Somewhere along the line a case conversion algorithm must have failed to get the details right. Here are the finishers with more than one non-ASCII character in their names:
- 3275, TORBJöRN SKJöLDERFORS, 49, M, 3:22:46
- 4141, GöRAN HäRSTEDT, 43, M, 3:27:40
- 4510, JüRG MüLLER, 49, M, 3:29:15
- 6763, ØYVIND SCHAGE FøRDE, 35, M, 3:39:16
- 8832, ØYSTEIN ØKLAND, 55, M, 3:47:19
- 11402, THOMAS KRäHENBüHL, 31, M, 3:55:22
- 13582, LáSZLó SZABó, 50, M, 4:00:55
- 18186, ØYVIND BøRRESEN, 52, M, 4:16:31
- 23727, FERNANDO SEBASTIáN LóPEZ, 34, M, 4:34:50
- 28315, KOLBRúN BRYNJA EGILSDóTTIR, 46, F, 4:52:29
- 33457, JAN KRISTIAN RøDSTøL, 37, M, 5:25:12
Note 2. I’ve already pointed out Python 3.0’s extended unpacking syntax. Here’s another example:
>>> car, *cdr = items
Note 3. You may well have spotted the truncating integer division used in the divide and conquer algorithm:
>>> i = nx // 2
Without the double slash, i
would become a floating point number, and using it as slice index would raise a TypeError
. The //
floor division operator is available in Python 2.6 and earlier and I recommend using it for all C-style truncating integer divisions. Here’s the full history.
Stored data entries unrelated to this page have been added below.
use tracing::debug;

use super::{
    cash_flow, parse_field_value, BudgetState, Calculation, Evaluation, FieldId, FieldText,
    Section, TimePeriod, UndoStack,
};
use crate::config::BudgetConfig;
use crate::display::{format_amount, DisplayedTotals};
use crate::errors::{BudgetError, Result};

/// Non-UI state of the budget form.
///
/// The form forwards field text in, asks for recomputes, and renders what
/// comes back. Every method that reads fields may rewrite their text: blank
/// fields become `"0"` and rejected fields are cleared.
#[derive(Debug, Clone)]
pub struct BudgetEngine {
    income: Vec<FieldText>,
    spending: Vec<FieldText>,
    income_labels: Vec<String>,
    spending_labels: Vec<String>,
    income_period: TimePeriod,
    spending_period: TimePeriod,
    overall_period: TimePeriod,
    history: UndoStack,
    displayed: DisplayedTotals,
    last: Option<Calculation>,
}

impl Default for BudgetEngine {
    fn default() -> Self {
        Self::from_config(&BudgetConfig::default())
    }
}

impl BudgetEngine {
    /// Engine with unlabeled sections of the given sizes, all periods weekly.
    pub fn new(income_fields: usize, spending_fields: usize) -> Self {
        Self {
            income: blank_fields(Section::Income, income_fields),
            spending: blank_fields(Section::Spending, spending_fields),
            income_labels: Vec::new(),
            spending_labels: Vec::new(),
            income_period: TimePeriod::default(),
            spending_period: TimePeriod::default(),
            overall_period: TimePeriod::default(),
            history: UndoStack::new(),
            displayed: DisplayedTotals::default(),
            last: None,
        }
    }

    pub fn from_config(config: &BudgetConfig) -> Self {
        let mut engine = Self::new(config.income_labels.len(), config.spending_labels.len());
        engine.income_labels = config.income_labels.clone();
        engine.spending_labels = config.spending_labels.clone();
        engine.income_period = config.income_period;
        engine.spending_period = config.spending_period;
        engine.overall_period = config.overall_period;
        engine
    }

    pub fn field_count(&self, section: Section) -> usize {
        self.fields(section).len()
    }

    pub fn label(&self, id: FieldId) -> Option<&str> {
        let labels = match id.section {
            Section::Income => &self.income_labels,
            Section::Spending => &self.spending_labels,
        };
        labels.get(id.index).map(String::as_str)
    }

    pub fn text(&self, id: FieldId) -> Result<&str> {
        self.field(id).map(FieldText::text)
    }

    pub fn set_text(&mut self, id: FieldId, text: impl Into<String>) -> Result<()> {
        self.field_mut(id)?.set_text(text);
        Ok(())
    }

    pub fn set_income_text(&mut self, index: usize, text: impl Into<String>) -> Result<()> {
        self.set_text(FieldId::new(Section::Income, index), text)
    }

    pub fn set_spending_text(&mut self, index: usize, text: impl Into<String>) -> Result<()> {
        self.set_text(FieldId::new(Section::Spending, index), text)
    }

    /// Overwrites a whole section with numbers; `values` must match its size.
    pub fn set_values(&mut self, section: Section, values: &[f64]) -> Result<()> {
        let fields = self.fields_mut(section);
        if fields.len() != values.len() {
            return Err(BudgetError::LengthMismatch {
                section,
                expected: fields.len(),
                actual: values.len(),
            });
        }
        for (field, value) in fields.iter_mut().zip(values) {
            field.set_value(*value);
        }
        Ok(())
    }

    pub fn set_income_values(&mut self, values: &[f64]) -> Result<()> {
        self.set_values(Section::Income, values)
    }

    pub fn set_spending_values(&mut self, values: &[f64]) -> Result<()> {
        self.set_values(Section::Spending, values)
    }

    /// Parses every field of a section, in order.
    pub fn values(&mut self, section: Section) -> Evaluation<Vec<f64>> {
        let mut eval = Evaluation::clean(Vec::with_capacity(self.field_count(section)));
        for field in self.fields_mut(section) {
            match parse_field_value(field) {
                Ok(value) => eval.value.push(value),
                Err(err) => {
                    eval.value.push(f64::NAN);
                    eval.errors.push(err);
                }
            }
        }
        eval
    }

    pub fn income_values(&mut self) -> Evaluation<Vec<f64>> {
        self.values(Section::Income)
    }

    pub fn spending_values(&mut self) -> Evaluation<Vec<f64>> {
        self.values(Section::Spending)
    }

    pub fn income_period(&self) -> TimePeriod {
        self.income_period
    }

    pub fn spending_period(&self) -> TimePeriod {
        self.spending_period
    }

    pub fn overall_period(&self) -> TimePeriod {
        self.overall_period
    }

    pub fn set_income_period(&mut self, period: TimePeriod) {
        self.income_period = period;
    }

    pub fn set_spending_period(&mut self, period: TimePeriod) {
        self.spending_period = period;
    }

    pub fn set_overall_period(&mut self, period: TimePeriod) {
        self.overall_period = period;
    }

    pub fn total_income(&mut self) -> Evaluation<f64> {
        let eval = self.total(Section::Income);
        self.displayed.total_income = format_amount(eval.value);
        eval
    }

    pub fn total_spending(&mut self) -> Evaluation<f64> {
        let eval = self.total(Section::Spending);
        self.displayed.total_spending = format_amount(eval.value);
        eval
    }

    /// Recomputes both totals and the cash flow, and refreshes the displayed
    /// fields.
    pub fn calculate_all(&mut self) -> Evaluation<Calculation> {
        let mut eval = Evaluation::clean(());
        let total_income = eval.absorb(self.total_income());
        let total_spending = eval.absorb(self.total_spending());
        let calc = Calculation {
            total_income,
            total_spending,
            cash_flow: cash_flow(
                total_income,
                total_spending,
                self.income_period,
                self.spending_period,
                self.overall_period,
            ),
            overall_period: self.overall_period,
        };
        self.displayed = calc.displayed();
        self.last = Some(calc);
        debug!(
            total_income,
            total_spending,
            cash_flow = calc.cash_flow,
            rejected = eval.errors.len(),
            "recalculated budget"
        );
        eval.map(|()| calc)
    }

    /// Snapshot of the live field values.
    pub fn current_state(&mut self) -> Evaluation<BudgetState> {
        let mut eval = Evaluation::clean(());
        let income = eval.absorb(self.income_values());
        let spending = eval.absorb(self.spending_values());
        eval.map(|()| BudgetState::new(&income, &spending))
    }

    /// Records the live values for undo. The value is `false` when the top of
    /// the history already holds the same snapshot.
    pub fn save_state(&mut self) -> Evaluation<bool> {
        let eval = self.current_state();
        let Evaluation { value: state, errors } = eval;
        let pushed = self.history.push_unique(state);
        debug!(pushed, depth = self.history.len(), "saved budget state");
        Evaluation {
            value: pushed,
            errors,
        }
    }

    /// Restores the most recent snapshot that differs from the live values
    /// and recalculates. `None` when there was nothing to undo.
    pub fn undo(&mut self) -> Evaluation<Option<Calculation>> {
        let mut eval = Evaluation::clean(None);
        if self.history.is_empty() {
            debug!("undo requested with empty history");
            return eval;
        }

        let current = eval.absorb(self.current_state());
        if self.history.peek() == Some(&current) {
            self.history.pop();
        }

        let Some(previous) = self.history.pop() else {
            debug!("undo discarded an unchanged snapshot, nothing left to restore");
            return eval;
        };
        self.restore(&previous);
        debug!(depth = self.history.len(), "restored budget state");
        let calc = eval.absorb(self.calculate_all());
        eval.value = Some(calc);
        eval
    }

    pub fn history_len(&self) -> usize {
        self.history.len()
    }

    pub fn can_undo(&self) -> bool {
        !self.history.is_empty()
    }

    /// Text currently shown in the read-only fields.
    pub fn displayed(&self) -> &DisplayedTotals {
        &self.displayed
    }

    pub fn last_calculation(&self) -> Option<Calculation> {
        self.last
    }

    fn total(&mut self, section: Section) -> Evaluation<f64> {
        // Folding from +0.0 keeps an empty section at "0.00" rather than "-0.00".
        self.values(section)
            .map(|values| values.into_iter().fold(0.0, |acc, value| acc + value))
    }

    fn restore(&mut self, state: &BudgetState) {
        for (field, value) in self.income.iter_mut().zip(state.income_values()) {
            field.set_value(value);
        }
        for (field, value) in self.spending.iter_mut().zip(state.spending_values()) {
            field.set_value(value);
        }
    }

    fn fields(&self, section: Section) -> &[FieldText] {
        match section {
            Section::Income => &self.income,
            Section::Spending => &self.spending,
        }
    }

    fn fields_mut(&mut self, section: Section) -> &mut [FieldText] {
        match section {
            Section::Income => &mut self.income,
            Section::Spending => &mut self.spending,
        }
    }

    fn field(&self, id: FieldId) -> Result<&FieldText> {
        let fields = self.fields(id.section);
        fields.get(id.index).ok_or(BudgetError::FieldOutOfRange {
            section: id.section,
            index: id.index,
            len: fields.len(),
        })
    }

    fn field_mut(&mut self, id: FieldId) -> Result<&mut FieldText> {
        let fields = self.fields_mut(id.section);
        let len = fields.len();
        fields.get_mut(id.index).ok_or(BudgetError::FieldOutOfRange {
            section: id.section,
            index: id.index,
            len,
        })
    }
}

fn blank_fields(section: Section, count: usize) -> Vec<FieldText> {
    (0..count)
        .map(|index| FieldText::new(FieldId::new(section, index)))
        .collect()
}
Note 4. To order and compare runners by age for the preliminary sort()
and the subsequent lcs()
calls, I added __lt__
and __eq__
methods to the AgingRunner
class. In Python 2.6 the __cmp__
method could have been used instead of these rich comparison methods, but this is no longer supported in 3.0. A recipe by Raymond Hettinger demonstrates a class decorator which automatically creates all the rich comparisons methods from any subset of them (e.g. __gt__
, __ge__
, __le__
can all be sensibly derived from __lt__
).
1. Note that the original version of lcs()
works for any pair of sequences with equality comparable elements. The newly adapted version will only work for strings and byte arrays. This isn’t really a problem, since we’re just using it to run a quick code experiment.